This story is one of more than 20 health system profiles featured in the 2025 AMA Joy in Medicine® magazine (log into your AMA account to view).
When it comes to developing quality leadership skills at Mid-Atlantic Permanente Medical Group, Ameya Kulkarni, MD, says that it’s critical to keep in mind the physician’s chief aim—patient care.
“What makes a good physician leader is really focusing on the patient at the center of the experience,” Dr. Kulkarni says. “Great physician leaders have to be clinically excellent, and they need to be able to see beyond the world that's in front of them—not the narrow lens of only the patient in front of them but being a good steward of the system.”
Dr. Kulkarni is an interventional cardiologist and associate medical director with Mid-Atlantic Permanente Medical Group (MAPMG), which includes nearly 1,800 physicians in more than 60 medical and surgical specialties, caring for about 800,000 patients in Maryland, Virginia and Washington, D.C.
Positive leadership can protect physicians from some of the damaging effects of stress in their profession. This, in turn, can reduce physicians’ chances of experiencing burnout and leaving their jobs or the field of medicine entirely. That’s why leadership is a pillar of the AMA Joy in Medicine® Health System Recognition Program, which empowers health systems to reduce burnout and build well-being so that physicians and their patients can thrive. MAPMG earned bronze-level distinction in 2024.
Building a framework for a career
With a strong case built for the need for good physician leaders, it’s important to have an organizing principle. At MAPMG, that’s the “hire to retire” strategy, which takes into consideration what career phase physicians are in when targeting them for training, support and opportunities.
“Basically, the strategy says from the moment a physician is hired in our practice until the moment they retire, every part of that journey, there are different needs at different career stages,” Dr. Kulkarni says. “Then, everything we do for physicians to build connection or build leadership are in the context of where they are in their journey.”
Dr. Kulkarni says that as a foundational strategy, “hire to retire” is about three years old, but as an idea it has existed in the organization for much longer as a driver for career fulfillment and retention.
“We formalized the strategy as the core of how we think about where physicians are and what they need,” he says. “Now it underlies everything—our events, our social connections, our professional development of leadership, our pathways.

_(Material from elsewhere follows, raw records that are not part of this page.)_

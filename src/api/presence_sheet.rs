use crate::auth::auth::AuthUser;
use crate::config::Config;
use crate::model::presence_sheet::PresenceSheetRecord;
use crate::report::{self, storage, BulkSummary};
use actix_web::http::header;
use actix_web::{web, HttpResponse, Responder};
use serde::{Deserialize, Serialize};
use sqlx::MySqlPool;
use utoipa::{IntoParams, ToSchema};

const XLSX_MIME: &str = "application/vnd.openxmlformats-officedocument.spreadsheetml.sheet";

#[derive(Deserialize, IntoParams, ToSchema)]
pub struct PeriodQuery {
    #[schema(example = 2026)]
    pub year: i32,
    #[schema(example = 2)]
    pub month: u32,
}

#[derive(Deserialize, ToSchema)]
pub struct BulkGenerateRequest {
    #[schema(example = 2026)]
    pub year: i32,
    #[schema(example = 2)]
    pub month: u32,
    /// Restrict the run to one department
    #[schema(example = "Supervision", nullable = true)]
    pub department: Option<String>,
}

#[derive(Deserialize, IntoParams, ToSchema)]
pub struct SheetFilter {
    #[schema(example = 1000)]
    /// Filter by employee ID
    pub employee_id: Option<u64>,
    #[schema(example = 2026)]
    /// Filter by year
    pub year: Option<i32>,
    #[schema(example = 2)]
    /// Filter by month
    pub month: Option<u32>,
    #[schema(example = 1)]
    /// Pagination page number (start with 1)
    pub page: Option<u64>,
    #[schema(example = 10)]
    /// Pagination per page number
    pub per_page: Option<u64>,
}

// Helper enum for typed SQLx binding
enum FilterValue {
    U64(u64),
    I64(i64),
}

#[derive(Serialize, ToSchema)]
pub struct SheetListResponse {
    pub data: Vec<PresenceSheetRecord>,
    #[schema(example = 1)]
    pub page: u32,
    #[schema(example = 10)]
    pub per_page: u32,
    #[schema(example = 1)]
    pub total: i64,
}

fn xlsx_response(file_name: &str, bytes: Vec<u8>) -> HttpResponse {
    HttpResponse::Ok()
        .content_type(XLSX_MIME)
        .insert_header((
            header::CONTENT_DISPOSITION,
            format!("attachment; filename=\"{file_name}\""),
        ))
        .body(bytes)
}

/* =========================
Own sheet (any employee)
========================= */
/// Swagger doc for my_sheet endpoint
#[utoipa::path(
    get,
    path = "/api/v1/presence-sheets/me",
    params(PeriodQuery),
    responses(
        (status = 200, description = "The filled presence sheet workbook",
         content_type = "application/vnd.openxmlformats-officedocument.spreadsheetml.sheet",
         body = Vec<u8>),
        (status = 400, description = "Invalid period"),
        (status = 401, description = "Unauthorized"),
        (status = 403, description = "Forbidden"),
        (status = 500, description = "Internal server error")
    ),
    security(
        ("bearer_auth" = [])
    ),
    tag = "Presence Sheets"
)]
pub async fn my_sheet(
    auth: AuthUser,
    pool: web::Data<MySqlPool>,
    config: web::Data<Config>,
    query: web::Query<PeriodQuery>,
) -> actix_web::Result<impl Responder> {
    let employee_id = auth.require_employee_id()?;

    let sheet = report::generate_for_employee(
        pool.get_ref(),
        &config,
        employee_id,
        query.year,
        query.month,
        Some(auth.user_id),
    )
    .await?;

    Ok(xlsx_response(&sheet.record.file_name, sheet.bytes))
}

/* =========================
Generate for one employee (HR/Admin)
========================= */
/// Swagger doc for generate endpoint
#[utoipa::path(
    post,
    path = "/api/v1/presence-sheets/{employee_id}/generate",
    params(
        ("employee_id" = u64, Path, description = "Employee to generate for"),
        PeriodQuery
    ),
    responses(
        (status = 200, description = "The filled presence sheet workbook",
         content_type = "application/vnd.openxmlformats-officedocument.spreadsheetml.sheet",
         body = Vec<u8>),
        (status = 400, description = "Invalid period or template layout"),
        (status = 401, description = "Unauthorized"),
        (status = 403, description = "Forbidden"),
        (status = 404, description = "Employee not found"),
        (status = 500, description = "Internal server error")
    ),
    security(
        ("bearer_auth" = [])
    ),
    tag = "Presence Sheets"
)]
pub async fn generate(
    auth: AuthUser,
    pool: web::Data<MySqlPool>,
    config: web::Data<Config>,
    path: web::Path<u64>,
    query: web::Query<PeriodQuery>,
) -> actix_web::Result<impl Responder> {
    auth.require_hr_or_admin()?;

    let employee_id = path.into_inner();

    let sheet = report::generate_for_employee(
        pool.get_ref(),
        &config,
        employee_id,
        query.year,
        query.month,
        Some(auth.user_id),
    )
    .await?;

    Ok(xlsx_response(&sheet.record.file_name, sheet.bytes))
}

/* =========================
Generate for everyone (Admin)
========================= */
/// Swagger doc for bulk_generate endpoint
#[utoipa::path(
    post,
    path = "/api/v1/presence-sheets/bulk",
    request_body(
        content = BulkGenerateRequest,
        description = "Period to generate, optionally narrowed to a department",
        content_type = "application/json"
    ),
    responses(
        (status = 200, description = "Run summary with per-employee failures", body = BulkSummary),
        (status = 400, description = "Invalid period or template layout"),
        (status = 401, description = "Unauthorized"),
        (status = 403, description = "Forbidden"),
        (status = 500, description = "Internal server error")
    ),
    security(
        ("bearer_auth" = [])
    ),
    tag = "Presence Sheets"
)]
pub async fn bulk_generate(
    auth: AuthUser,
    pool: web::Data<MySqlPool>,
    config: web::Data<Config>,
    payload: web::Json<BulkGenerateRequest>,
) -> actix_web::Result<impl Responder> {
    auth.require_admin()?;

    let summary = report::bulk_generate(
        pool.get_ref(),
        &config,
        payload.year,
        payload.month,
        payload.department.as_deref(),
        Some(auth.user_id),
    )
    .await?;

    Ok(HttpResponse::Ok().json(summary))
}

/* =========================
List generated sheets (HR/Admin)
========================= */
/// Swagger doc for sheet_list endpoint
#[utoipa::path(
    get,
    path = "/api/v1/presence-sheets",
    params(SheetFilter),
    responses(
        (status = 200, description = "Paginated sheet catalog", body = SheetListResponse),
        (status = 401, description = "Unauthorized"),
        (status = 403, description = "Forbidden")
    ),
    security(
        ("bearer_auth" = [])
    ),
    tag = "Presence Sheets"
)]
pub async fn sheet_list(
    auth: AuthUser,
    pool: web::Data<MySqlPool>,
    query: web::Query<SheetFilter>,
) -> actix_web::Result<impl Responder> {
    auth.require_hr_or_admin()?;

    // -------------------------
    // Pagination
    // -------------------------
    let per_page = query.per_page.unwrap_or(10).min(100);
    let page = query.page.unwrap_or(1).max(1);
    let offset = (page - 1) * per_page;

    // -------------------------
    // WHERE clause
    // -------------------------
    let mut where_sql = String::from(" WHERE 1=1");
    let mut args: Vec<FilterValue> = Vec::new();

    if let Some(emp_id) = query.employee_id {
        where_sql.push_str(" AND employee_id = ?");
        args.push(FilterValue::U64(emp_id));
    }

    if let Some(year) = query.year {
        where_sql.push_str(" AND year = ?");
        args.push(FilterValue::I64(year as i64));
    }

    if let Some(month) = query.month {
        where_sql.push_str(" AND month = ?");
        args.push(FilterValue::U64(month as u64));
    }

    // -------------------------
    // COUNT query
    // -------------------------
    let count_sql = format!("SELECT COUNT(*) FROM presence_sheets{}", where_sql);

    let mut count_q = sqlx::query_scalar::<_, i64>(&count_sql);
    for arg in &args {
        count_q = match arg {
            FilterValue::U64(v) => count_q.bind(*v),
            FilterValue::I64(v) => count_q.bind(*v),
        };
    }

    let total = count_q.fetch_one(pool.get_ref()).await.map_err(|e| {
        tracing::error!(error=%e, "Failed to count presence sheets");
        actix_web::error::ErrorInternalServerError("Internal Server Error")
    })?;

    // -------------------------
    // DATA query
    // -------------------------
    let data_sql = format!(
        r#"
        SELECT id, employee_id, year, month, file_name, file_path,
               generated_by, generated_at, file_size
        FROM presence_sheets
        {}
        ORDER BY year DESC, month DESC, employee_id
        LIMIT ? OFFSET ?
        "#,
        where_sql
    );

    let mut data_q = sqlx::query_as::<_, PresenceSheetRecord>(&data_sql);
    for arg in args {
        data_q = match arg {
            FilterValue::U64(v) => data_q.bind(v),
            FilterValue::I64(v) => data_q.bind(v),
        };
    }

    let records = data_q
        .bind(per_page)
        .bind(offset)
        .fetch_all(pool.get_ref())
        .await
        .map_err(|e| {
            tracing::error!(error=%e, "Failed to fetch sheet list");
            actix_web::error::ErrorInternalServerError("Internal Server Error")
        })?;

    // -------------------------
    // Response
    // -------------------------
    let response = SheetListResponse {
        data: records,
        page: page as u32,
        per_page: per_page as u32,
        total,
    };

    Ok(HttpResponse::Ok().json(response))
}

/* =========================
Download a stored sheet
========================= */
/// Swagger doc for download endpoint
#[utoipa::path(
    get,
    path = "/api/v1/presence-sheets/{record_id}/download",
    params(
        ("record_id" = u64, Path, description = "Catalog row of the sheet to download")
    ),
    responses(
        (status = 200, description = "The stored workbook",
         content_type = "application/vnd.openxmlformats-officedocument.spreadsheetml.sheet",
         body = Vec<u8>),
        (status = 401, description = "Unauthorized"),
        (status = 403, description = "Forbidden"),
        (status = 404, description = "Sheet or file not found", body = Object, example = json!({
            "message": "Stored file not found on disk. Please regenerate."
        })),
        (status = 500, description = "Internal server error")
    ),
    security(
        ("bearer_auth" = [])
    ),
    tag = "Presence Sheets"
)]
pub async fn download(
    auth: AuthUser,
    pool: web::Data<MySqlPool>,
    path: web::Path<u64>,
) -> actix_web::Result<impl Responder> {
    let record_id = path.into_inner();

    let record = storage::find_by_id(pool.get_ref(), record_id)
        .await
        .map_err(|e| {
            tracing::error!(error = %e, record_id, "Sheet lookup failed");
            actix_web::error::ErrorInternalServerError("Internal Server Error")
        })?;

    let record = match record {
        Some(r) => r,
        None => {
            return Ok(HttpResponse::NotFound().json(serde_json::json!({
                "message": "Presence sheet not found"
            })))
        }
    };

    // Employees may only fetch their own sheets.
    if auth.require_hr_or_admin().is_err() && auth.employee_id != Some(record.employee_id) {
        return Err(actix_web::error::ErrorForbidden("Not your presence sheet"));
    }

    let bytes = storage::read_sheet_file(&record)?;

    Ok(xlsx_response(&record.file_name, bytes))
}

It's the thing that we build everything on.”
The strategy has four stages with “enculturate” being the first, which begins as soon as a physician accepts a position with the medical group and ensures that a good first impression is made and logistical, clinical, professional and social support is given. Years one through three are the “engage” stage, which brings awareness to the various interest-based micro-communities within the larger medical group community that physicians can get involved with.